The same CJI became a
judge in his cause when the allegations of sexual harassment were raised
against him in 2018. So, the question arises here just for the sake of
independence of the judiciary, the Veeraswami
Case has become a shield for the protection of the judges. It must be noted that
it is pertinent for the plausibility of the dignity of the temple of justice,
the CJI should not preside over the hearing of the matter. The Supreme Court declared that the Bench would consider "an issue of
considerable public interest affecting the integrity of the courts". The case was regarded as a suo motu appeal. The Court order confirmed that
the "inherent jurisdiction" was exercised by the Supreme Court. A
reading of the in-house proceedings about judges of the Highest Court and the
High Court, the "Sexual Harassment of Women at the Workplace Act
(Prevention, Prohibition and Redressal)" and the rules defined under
the Sexual Assault Guidelines of the Highest court do not entail a public
hearing on the judicial side without notification to the plaintiff. The half-hour open court proceedings saw the CJI verbally pass judgments
on the woman in question following felony charges against her. The inquiry also
argued that the accusations were intended to turn the judiciary into a
"scapegoat". There is a lacuna in the criminal law as there is no proper
mechanism to deal with situations of sexual harassment and assault cases
against CJI. In the lack of a due process that could provide the former employee
victim with a mechanism of investigation, she had little choice but to apply to
the Supreme Court judges to constitute a Special Investigation Cell consisting
of Higher Court retired judges. The existing process of the Constitutional Court "Internal Complaints
Committee", or the judgment of 2014 in "Additional District and Sessions Judge ' X' v. Registrar General High
Court of Madhya Pradesh", is insufficient for the CJI itself to
examine the suspected wrongdoing. Under the “Gender
Sensitisation and Sexual Harassment of Women at the Supreme Court of India
(Prevention, Prohibition and Redressal), Regulations of 2013”, it is the CJI
who has authority to constitute "Internal Complaints
Committee". So, in his case, it is the CJI would try to protect himself. The
"Internal Complaints Committee" in the Ranjan Gogoi case did not
follow “Gender Sensitisation and
Sexual Harassment of Women at the Supreme Court of India (Prevention,
Prohibition and Redressal), Regulations of 2013” and it did not even inform the
complainant about the procedure despite her several requests.

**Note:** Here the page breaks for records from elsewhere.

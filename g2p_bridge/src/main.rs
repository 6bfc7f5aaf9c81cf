use bank_connectors::{BankConnectorFactory, ExampleBankConnector, ExampleBankEndpoints};
use dotenv::dotenv;
use g2p_bridge::{api, config::BridgeEnv, db, fa::FaDeconstructor, mapper::MapperClient, workers};
use log::info;
use log4rs::config::RawConfig;
use std::{path::Path, sync::Arc, time::Duration};
use tokio::{net::TcpListener, signal};

#[tokio::main]
async fn main() -> anyhow::Result<()> {
    init_logging();

    dotenv().ok();
    let env = BridgeEnv::load()?;

    info!("Starting G2P Disbursement Bridge...");

    let db_pool = db::init_db(&env.database_url).await?;
    info!("Database initialized.");

    let timeout = Duration::from_secs(env.http_timeout_secs);

    let example_bank = ExampleBankConnector::new(
        &ExampleBankEndpoints {
            check_funds_url: env.bank_check_funds_url.clone(),
            block_funds_url: env.bank_block_funds_url.clone(),
            initiate_payment_url: env.bank_initiate_payment_url.clone(),
        },
        timeout,
    )?;
    let connectors = Arc::new(BankConnectorFactory::new().register(&env.example_bank_code, Arc::new(example_bank)));

    let mapper = Arc::new(MapperClient::new(&env.mapper_resolve_api_url, timeout)?);
    let fa = Arc::new(FaDeconstructor::from_env(&env)?);

    // Spawn the stage pipeline
    tokio::spawn(workers::funds_checker::run(
        db_pool.clone(),
        connectors.clone(),
        env.funds_available_check_attempts,
        env.funds_check_sleep_secs,
    ));
    tokio::spawn(workers::funds_blocker::run(
        db_pool.clone(),
        connectors.clone(),
        env.funds_blocked_attempts,
        env.funds_block_sleep_secs,
    ));
    tokio::spawn(workers::mapper_resolver::run(
        db_pool.clone(),
        mapper,
        fa,
        env.mapper_resolve_attempts,
        env.mapper_resolution_sleep_secs,
    ));
    tokio::spawn(workers::payment_dispatcher::run(
        db_pool.clone(),
        connectors.clone(),
        env.funds_disbursement_attempts,
        env.payment_dispatch_sleep_secs,
    ));
    tokio::spawn(workers::statement_processor::run(
        db_pool.clone(),
        connectors.clone(),
        env.statement_process_attempts,
        env.statement_process_sleep_secs,
    ));
    info!("G2P Disbursement Bridge started. Press Ctrl+C to shut down.");

    // Create Axum API router
    let app = api::create_router(db_pool.clone());
    let addr = format!("{}:{}", env.listen_ip, env.listen_port);
    let listener = TcpListener::bind(&addr).await?;
    info!("Axum API server listening on {}", addr);
    tokio::spawn(async move {
        axum::serve(listener, app.into_make_service()).await.unwrap();
    });

    signal::ctrl_c().await?;
    info!("Ctrl+C received, shutting down.");

    Ok(())
}

fn init_logging() {
    let config_path = "log4rs.yml";
    let path = Path::new(config_path);

    if path.exists() {
        match log4rs::init_file(path, Default::default()) {
            Ok(_) => {
                info!("Logging initialized from external configuration: {}", config_path);
                return;
            },
            Err(e) => {
                panic!("Failed to load external log4rs.yml: {}", e);
            },
        }
    }

    let yaml_content = include_str!("../resources/default_log4rs.yml");
    let config: RawConfig = serde_yaml::from_str(yaml_content).expect("Embedded logging configuration is invalid YAML");
    log4rs::init_raw_config(config).expect("Failed to initialize logging from embedded config");
    info!("Logging initialized from embedded defaults (no external log4rs.yml found)");
}
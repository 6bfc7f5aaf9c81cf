use axum::{Json, extract::State};
use chrono::{NaiveDate, Utc};
use log::{debug, info, warn};
use serde::{Deserialize, Serialize};
use sqlx::SqlitePool;
use utoipa::ToSchema;

use crate::{
    api::{AppState, ResponseStatus, error::ApiError, error::ServiceError},
    db::CancellationStatus,
    db::envelope::{DisbursementEnvelope, DisbursementFrequency, EnvelopeBatchStatus},
    db::program::BenefitProgramConfiguration,
    errors::BridgeErrorCode,
};

#[derive(Debug, Clone, Deserialize, Serialize, ToSchema)]
pub struct EnvelopePayload {
    #[serde(skip_serializing_if = "Option::is_none")]
    pub envelope_id: Option<String>,
    pub program_mnemonic: String,
    pub cycle_code_mnemonic: String,
    pub frequency: String,
    pub beneficiary_count: i64,
    pub disbursement_count: i64,
    pub total_amount: i64,
    pub schedule_date: NaiveDate,
}

#[derive(Debug, Clone, Deserialize, ToSchema)]
pub struct EnvelopeRequest {
    pub request_payload: EnvelopePayload,
}

#[derive(Debug, Clone, Deserialize, Serialize, ToSchema)]
pub struct EnvelopeCancelPayload {
    pub envelope_id: String,
}

#[derive(Debug, Clone, Deserialize, ToSchema)]
pub struct EnvelopeCancelRequest {
    pub request_payload: EnvelopeCancelPayload,
}

#[derive(Debug, Clone, Serialize, ToSchema)]
pub struct EnvelopeResponse {
    pub response_status: ResponseStatus,
    #[serde(skip_serializing_if = "Option::is_none")]
    pub response_payload: Option<EnvelopePayload>,
    #[serde(skip_serializing_if = "Option::is_none")]
    pub response_error_code: Option<BridgeErrorCode>,
}

impl EnvelopeResponse {
    fn success(payload: EnvelopePayload) -> Self {
        Self {
            response_status: ResponseStatus::Success,
            response_payload: Some(payload),
            response_error_code: None,
        }
    }

    fn failure(code: BridgeErrorCode) -> Self {
        Self {
            response_status: ResponseStatus::Failure,
            response_payload: None,
            response_error_code: Some(code),
        }
    }
}

pub fn validate_envelope_payload(
    payload: &EnvelopePayload,
    today: NaiveDate,
) -> Result<DisbursementFrequency, BridgeErrorCode> {
    if payload.program_mnemonic.is_empty() {
        return Err(BridgeErrorCode::InvalidProgramMnemonic);
    }
    let frequency: DisbursementFrequency = payload
        .frequency
        .parse()
        .map_err(|_| BridgeErrorCode::InvalidDisbursementFrequency)?;
    if payload.cycle_code_mnemonic.is_empty() {
        return Err(BridgeErrorCode::InvalidCycleCodeMnemonic);
    }
    if payload.beneficiary_count < 1 {
        return Err(BridgeErrorCode::InvalidNoOfBeneficiaries);
    }
    if payload.disbursement_count < 1 {
        return Err(BridgeErrorCode::InvalidNoOfDisbursements);
    }
    if payload.total_amount < 0 {
        return Err(BridgeErrorCode::InvalidTotalDisbursementAmount);
    }
    if payload.schedule_date < today {
        return Err(BridgeErrorCode::InvalidDisbursementScheduleDate);
    }
    Ok(frequency)
}

/// Creates the envelope and its 1:1 batch status in one transaction.
pub async fn create_envelope(pool: &SqlitePool, payload: &mut EnvelopePayload) -> Result<(), ServiceError> {
    let frequency = validate_envelope_payload(payload, Utc::now().date_naive()).map_err(ServiceError::Bridge)?;

    let mut tx = pool.begin().await?;

    let program = BenefitProgramConfiguration::find_by_mnemonic(&mut tx, &payload.program_mnemonic)
        .await?
        .ok_or(BridgeErrorCode::InvalidProgramMnemonic)?;

    let envelope = DisbursementEnvelope::create(
        &mut tx,
        &payload.program_mnemonic,
        &payload.cycle_code_mnemonic,
        frequency,
        payload.beneficiary_count,
        payload.disbursement_count,
        payload.total_amount,
        payload.schedule_date,
    )
    .await?;

    EnvelopeBatchStatus::create(&mut tx, &envelope.envelope_id, program.id_mapper_resolution_required).await?;

    tx.commit().await?;

    payload.envelope_id = Some(envelope.envelope_id);
    Ok(())
}

pub async fn cancel_envelope(pool: &SqlitePool, envelope_id: &str) -> Result<(), ServiceError> {
    let mut tx = pool.begin().await?;

    let envelope = DisbursementEnvelope::find_by_id(&mut tx, envelope_id)
        .await?
        .ok_or(BridgeErrorCode::DisbursementEnvelopeNotFound)?;

    if envelope.cancellation_status == CancellationStatus::Cancelled {
        return Err(BridgeErrorCode::DisbursementEnvelopeAlreadyCanceled.into());
    }

    DisbursementEnvelope::cancel(&mut tx, envelope_id).await?;
    tx.commit().await?;
    Ok(())
}

#[utoipa::path(
    post,
    path = "/disbursement_envelope",
    request_body = EnvelopeRequest,
    responses(
        (status = 200, description = "Envelope created, or a FAILURE envelope with the error code", body = EnvelopeResponse),
        (status = 500, description = "Internal server error", body = ApiError)
    )
)]
pub async fn api_create_envelope(
    State(state): State<AppState>,
    Json(request): Json<EnvelopeRequest>,
) -> Result<Json<EnvelopeResponse>, ApiError> {
    let mut payload = request.request_payload;
    debug!(
        "API: Create envelope request. Program: {}, Cycle: {}, Disbursements: {}",
        payload.program_mnemonic, payload.cycle_code_mnemonic, payload.disbursement_count
    );

    match create_envelope(&state.db_pool, &mut payload).await {
        Ok(()) => {
            info!(
                target: "audit",
                "Envelope created. ID: {}, Program: {}",
                payload.envelope_id.as_deref().unwrap_or_default(),
                payload.program_mnemonic
            );
            Ok(Json(EnvelopeResponse::success(payload)))
        },
        Err(ServiceError::Bridge(code)) => {
            warn!("API: Envelope creation rejected: {}", code);
            Ok(Json(EnvelopeResponse::failure(code)))
        },
        Err(ServiceError::Db(e)) => Err(e.into()),
    }
}

#[utoipa::path(
    post,
    path = "/disbursement_envelope/cancel",
    request_body = EnvelopeCancelRequest,
    responses(
        (status = 200, description = "Envelope cancelled, or a FAILURE envelope with the error code", body = EnvelopeResponse),
        (status = 500, description = "Internal server error", body = ApiError)
    )
)]
pub async fn api_cancel_envelope(
    State(state): State<AppState>,
    Json(request): Json<EnvelopeCancelRequest>,
) -> Result<Json<EnvelopeResponse>, ApiError> {
    let envelope_id = request.request_payload.envelope_id;
    debug!("API: Cancel envelope request. ID: {}", envelope_id);

    match cancel_envelope(&state.db_pool, &envelope_id).await {
        Ok(()) => {
            info!(target: "audit", "Envelope cancelled. ID: {}", envelope_id);
            Ok(Json(EnvelopeResponse {
                response_status: ResponseStatus::Success,
                response_payload: None,
                response_error_code: None,
            }))
        },
        Err(ServiceError::Bridge(code)) => {
            warn!("API: Envelope cancellation rejected for {}: {}", envelope_id, code);
            Ok(Json(EnvelopeResponse::failure(code)))
        },
        Err(ServiceError::Db(e)) => Err(e.into()),
    }
}
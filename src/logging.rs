use env_logger::{Builder, Env};

/// Initialize the process-wide logger. `RUST_LOG` takes precedence over the
/// `--debug` flag so operators can still raise the level per module.
pub fn init(debug: bool) {
    let default_level = if debug { "debug" } else { "info" };
    Builder::from_env(Env::default().default_filter_or(default_level)).init();
}
use chrono::{DateTime, Utc};
use serde::{Deserialize, Serialize};

/// A source citation attached to an AI answer.
#[derive(Debug, Clone, Serialize, Deserialize, PartialEq)]
pub struct SourceRef {
    pub title: String,
    pub url: String,
}

/// A numbered web-search result used while building context.
#[derive(Debug, Clone, Serialize, Deserialize, PartialEq)]
pub struct SearchSource {
    pub id: usize,
    pub title: String,
    pub url: String,
}

/// Web-search output: the formatted context blob fed to the completion
/// provider plus the parallel source list used for citations.
#[derive(Debug, Clone, Serialize, Deserialize, Default)]
pub struct SearchResults {
    pub context: String,
    pub sources: Vec<SearchSource>,
}

#[derive(Debug, Clone, Serialize, Deserialize)]
pub struct AiAnswer {
    pub response: String,
    pub sources: Vec<SourceRef>,
    /// Wall-clock seconds from request start to completion receipt.
    pub response_time: f64,
    pub timestamp: DateTime<Utc>,
}

#[derive(Debug, Clone, Serialize, Deserialize)]
pub struct NewsItem {
    pub title: String,
    pub description: String,
    pub url: String,
    #[serde(rename = "publishedAt")]
    pub published_at: String,
    pub source: String,
}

Even a statute created by lawmakers is protecting these judges
from prosecution. In Clause 3 of the Judges
(Protection) Act, 1985 is safeguarding the present and former judges of the Top
Court and High Court from “any civil and criminal act” for any of the act
committed in their official tenure. Similar immunity is given to judges in Section
77 IPC. In subsection 2 of Section 3 of the 1985 Act, the legislature can only institute
proceedings if the substantial evidence is proved that the verdict is passed fraudulently.
Only a formal and
technical arrest is allowed as per the “Delhi
Judicial Service Association v. State of Gujarat”. The decision was the
consequence of an infamous abuse by a couple of Gujarat police officers to
the Nadiad CJM. It had the political and judiciary institutions of the nation
in a state of revolt, which forced the Top Court to give procedural orders
during the imprisonment of a judge. In the first instance, the court ruled that
a judge "shall be charged for any offence called to the notice of the
District Judge or the High Court". The accused judge shall not be
brought to the police station without the direct instructions of the
District Court judge, the same should be confirmed by a High Court judge and no
testimony shall be reported from him or her unless in the vicinity of a
prosecutor. He or she is not likely to be handcuffed. In this case, only the Apex
Court gave the guidelines on how to arrest in the case of judges.
The same happened in the
case of “Nilesh Ojha v. State of Maharashtra” when respondent tried to allege
the judge of incompetency to try the case then Section 77 of IPC came to the
rescue of the impugned judge which states that the act was lawfully done by a
judge and good faith doesn’t amount to an offence. Section 3(1)
and section 4 of Judges Protection Act, 1985
also mentions about the protection to judges as no criminal or civil proceeding
can be initiated against a judge who spoke something or did an act while
disposing of his official or judicial duty, however, in the same case it was
stated that Government or High Court or the Apex Court can initiate the
proceeding under subsection (2) of section 3 of the same act if it is the criminal
offence of serious nature.
This was held by relying on the judgement in E S Sanjeevarao v. CBI, similarly, the sole aim
of Clause 197 of CrPC behind
giving immunity to judicial officers and magistrates was to provide for
judicial independence and smooth functioning of the courts. If the judges will
be under constant threat of being taken away of the very respect and dignity,
they won’t be able to deliver verdict without fear and therefore guideline and
immunity were needed however with the law developed loophole.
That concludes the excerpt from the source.